Despite those concerns, Mone began to establish herself as a political player. Setting herself up as a staunch unionist, the businesswoman threatened to leave Scotland if the SNP won the 2007 Holyrood election and was a firm advocate for a No vote in the 2014 independence referendum.
Shortly thereafter she was appointed to an unpaid role as the Conservative government’s ‘start-up czar’, which drew backlash from other entrepreneurs.
Describing Mone as a ‘small-time businesswoman’, Douglas Anderson of Gap Group said: “Her businesses have been no more than excessively over promoted PR minnows gaining unjustified acclaim due to the glamorous sector they happen to be in.
“There is no way, by any measure, that she is qualified to advise anybody on setting up a profitable business, because quite simply, she hasn’t!”.
Mone resigned as a director of MJM in August 2015. It was wound up last year with debts of over £300,000.
Lording it
Mone was given a peerage by Prime Minister David Cameron in 2015, but in the following six years spoke just five times and submitted 22 written questions.
Her appointment was criticised by both opposition and Tory figures at the time, with one branding her “a public relations creation, a personal brand rather than a serious businesswoman”.
Prevailing events tended to back that assessment. Her UTan range, launched through UBeauty Global, was claimed by Mone to have cost £1m to develop but the company’s first set of accounts showed it to be worth less than £25,000.
She and partner Doug Barrowman launched a cryptocurrency in 2018 hoping to raise $80m, with the baroness describing herself as “one of the biggest experts in Cryptocurrency and Blockchain”. By August, The Sunday Times reported that the project had “flopped” and all investors had been refunded.
Mone was also accused in 2019 of sending a racist WhatsApp message describing a man of Indian heritage as “a waste of a man’s white skin”, which she denies, with a representative responding that the baroness and her husband had “built over 15 schools in Africa”.

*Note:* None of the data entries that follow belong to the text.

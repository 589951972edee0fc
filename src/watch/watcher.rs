// src/watch/watcher.rs

use std::path::PathBuf;
use std::sync::Arc;
use std::time::Duration;

use notify::event::{ModifyKind, RenameMode};
use notify::{EventKind, RecommendedWatcher, RecursiveMode, Watcher};
use tokio::sync::mpsc::{Receiver, Sender, UnboundedReceiver};
use tokio::task::JoinHandle;
use tracing::{debug, warn};

use super::debounce::Debouncer;
use super::{ChangeKind, WatchChange};
use crate::errors::{Result, WatchmillError};
use crate::fs::FileSystem;

/// Watches a set of source directories and delivers debounced change batches.
///
/// `init` sends one baseline batch of [`ChangeKind::Init`] changes covering
/// every existing file, then streams coalesced create/update/delete batches
/// until `close` is called. `close` is idempotent.
pub struct DirWatcher {
    fs: Arc<dyn FileSystem>,
    dirs: Vec<PathBuf>,
    debounce: Duration,
    tx: Sender<Vec<WatchChange>>,
    watcher: Option<RecommendedWatcher>,
    task: Option<JoinHandle<()>>,
}

impl DirWatcher {
    pub fn new(
        fs: Arc<dyn FileSystem>,
        dirs: Vec<PathBuf>,
        debounce: Duration,
    ) -> (Self, Receiver<Vec<WatchChange>>) {
        let (tx, rx) = tokio::sync::mpsc::channel(64);
        (
            Self {
                fs,
                dirs,
                debounce,
                tx,
                watcher: None,
                task: None,
            },
            rx,
        )
    }

    /// Starts the OS watch, emits the baseline batch, and spawns the debounce
    /// loop. The OS watch is registered before the baseline scan so changes
    /// racing the scan are not lost; the hash check downstream absorbs the
    /// occasional duplicate.
    pub async fn init(&mut self) -> Result<()> {
        let (raw_tx, raw_rx) = tokio::sync::mpsc::unbounded_channel();
        let mut watcher =
            notify::recommended_watcher(move |res: std::result::Result<notify::Event, notify::Error>| {
                match res {
                    Ok(event) => {
                        let _ = raw_tx.send(event);
                    }
                    Err(e) => warn!(error = %e, "watch backend error"),
                }
            })?;

        for dir in &self.dirs {
            if !self.fs.exists(dir) {
                return Err(WatchmillError::ConfigError(format!(
                    "source dir does not exist: {}",
                    dir.display()
                )));
            }
            watcher.watch(dir, RecursiveMode::Recursive)?;
            debug!(dir = %dir.display(), "watching");
        }

        let baseline = baseline_batch(&self.fs, &self.dirs)?;
        debug!(files = baseline.len(), "baseline scan complete");
        self.tx
            .send(baseline)
            .await
            .map_err(|_| WatchmillError::ConfigError("watch channel closed before init".into()))?;

        let task = tokio::spawn(debounce_loop(
            raw_rx,
            self.tx.clone(),
            self.debounce,
            Arc::clone(&self.fs),
        ));
        self.watcher = Some(watcher);
        self.task = Some(task);
        Ok(())
    }

    pub fn close(&mut self) {
        if let Some(watcher) = self.watcher.take() {
            drop(watcher);
            debug!("watcher closed");
        }
        if let Some(task) = self.task.take() {
            task.abort();
        }
    }
}

impl Drop for DirWatcher {
    fn drop(&mut self) {
        self.close();
    }
}

/// Scans `dirs` and returns one `Init` change per existing file, path-sorted
/// within each dir.
pub fn baseline_batch(fs: &Arc<dyn FileSystem>, dirs: &[PathBuf]) -> Result<Vec<WatchChange>> {
    let mut batch = Vec::new();
    for dir in dirs {
        for (path, stats) in fs.find_files(dir, None)? {
            if stats.is_file() {
                batch.push(WatchChange {
                    kind: ChangeKind::Init,
                    path,
                });
            }
        }
    }
    Ok(batch)
}

async fn debounce_loop(
    mut raw_rx: UnboundedReceiver<notify::Event>,
    tx: Sender<Vec<WatchChange>>,
    window: Duration,
    fs: Arc<dyn FileSystem>,
) {
    let mut debouncer = Debouncer::new();
    loop {
        if debouncer.is_empty() {
            match raw_rx.recv().await {
                Some(event) => record_event(&mut debouncer, event),
                None => break,
            }
        } else {
            // Trailing debounce: flush once the window passes with no events.
            match tokio::time::timeout(window, raw_rx.recv()).await {
                Ok(Some(event)) => record_event(&mut debouncer, event),
                Ok(None) => {
                    flush(&mut debouncer, &tx, &fs).await;
                    break;
                }
                Err(_) => flush(&mut debouncer, &tx, &fs).await,
            }
        }
    }
}

fn record_event(debouncer: &mut Debouncer, event: notify::Event) {
    match event.kind {
        EventKind::Create(_) => {
            for path in event.paths {
                debouncer.record(ChangeKind::Create, path);
            }
        }
        EventKind::Remove(_) => {
            for path in event.paths {
                debouncer.record(ChangeKind::Delete, path);
            }
        }
        EventKind::Modify(ModifyKind::Name(RenameMode::From)) => {
            for path in event.paths {
                debouncer.record(ChangeKind::Delete, path);
            }
        }
        EventKind::Modify(ModifyKind::Name(RenameMode::To)) => {
            for path in event.paths {
                debouncer.record(ChangeKind::Create, path);
            }
        }
        EventKind::Modify(ModifyKind::Name(RenameMode::Both)) => {
            if let [from, to] = event.paths.as_slice() {
                debouncer.record(ChangeKind::Delete, from.clone());
                debouncer.record(ChangeKind::Create, to.clone());
            } else {
                for path in event.paths {
                    debouncer.record(ChangeKind::Update, path);
                }
            }
        }
        EventKind::Modify(_) => {
            for path in event.paths {
                debouncer.record(ChangeKind::Update, path);
            }
        }
        EventKind::Access(_) | EventKind::Any | EventKind::Other => {}
    }
}

async fn flush(debouncer: &mut Debouncer, tx: &Sender<Vec<WatchChange>>, fs: &Arc<dyn FileSystem>) {
    let batch: Vec<WatchChange> = debouncer
        .take_batch()
        .into_iter()
        .filter(|change| match change.kind {
            ChangeKind::Delete => true,
            // Directory events and files deleted mid-window are dropped.
            _ => fs.stat(&change.path).map(|s| s.is_file()).unwrap_or(false),
        })
        .collect();
    if batch.is_empty() {
        return;
    }
    debug!(changes = batch.len(), "watch batch");
    let _ = tx.send(batch).await;
}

The biggest scandal of all, however, would break in October of 2020.
PPE ‘fastlane’
In October of 2020 The Herald revealed that the British government had awarded a £122m contract to supply personal protective equipment (PPE) to a company run by a former associate of Baroness Mone without going out to tender.
The justification given was that the equipment was needed urgently as cases of Covid spiked, with the contract handed out to supply 25 million gowns for health workers.
It was awarded by the Department of Health and Social Care just a month after the company, Medpro, was founded.
The gowns were never used.
A spokeswoman for Baroness Mone said that she had no comment as she has no role or involvement in PPE Medpro, which received over £200m in total via government contracts.
— Lady (Michelle) Mone OBE (@MichelleMone) November 24, 2022
The spokeswoman added: “Mr Barrowman (Mone’s husband) is also not involved in the company… and is not a Director or Shareholder.”
It later emerged that Mone had referred the company to the government in March 2020. Leaked emails later suggested she had been promoting Covid tests sold by the company as late as October 2020.
This week leaked documents appeared to show that Mone and her children secretly received £29m from the profits made by Medpro through a secret offshore trust of which they were beneficiaries.
The documents, produced by HSBC, state Barrowman was paid at least £65m by the company and then distributed the funds through a series of offshore accounts, trusts and companies.
The funds landed in Barrowman’s account just before he and Mone’s wedding and honeymoon, while The Sun reported in August 2021 that the bra tycoon’s children had spent more than £3m on property in Glasgow during the pandemic.
Mone’s shared home was raided in April 2022 as part of a National Crime Agency investigation into Medpro, while a separate investigation into standards is taking place in the House of Lords.
For Mone you might say it’s win or bust.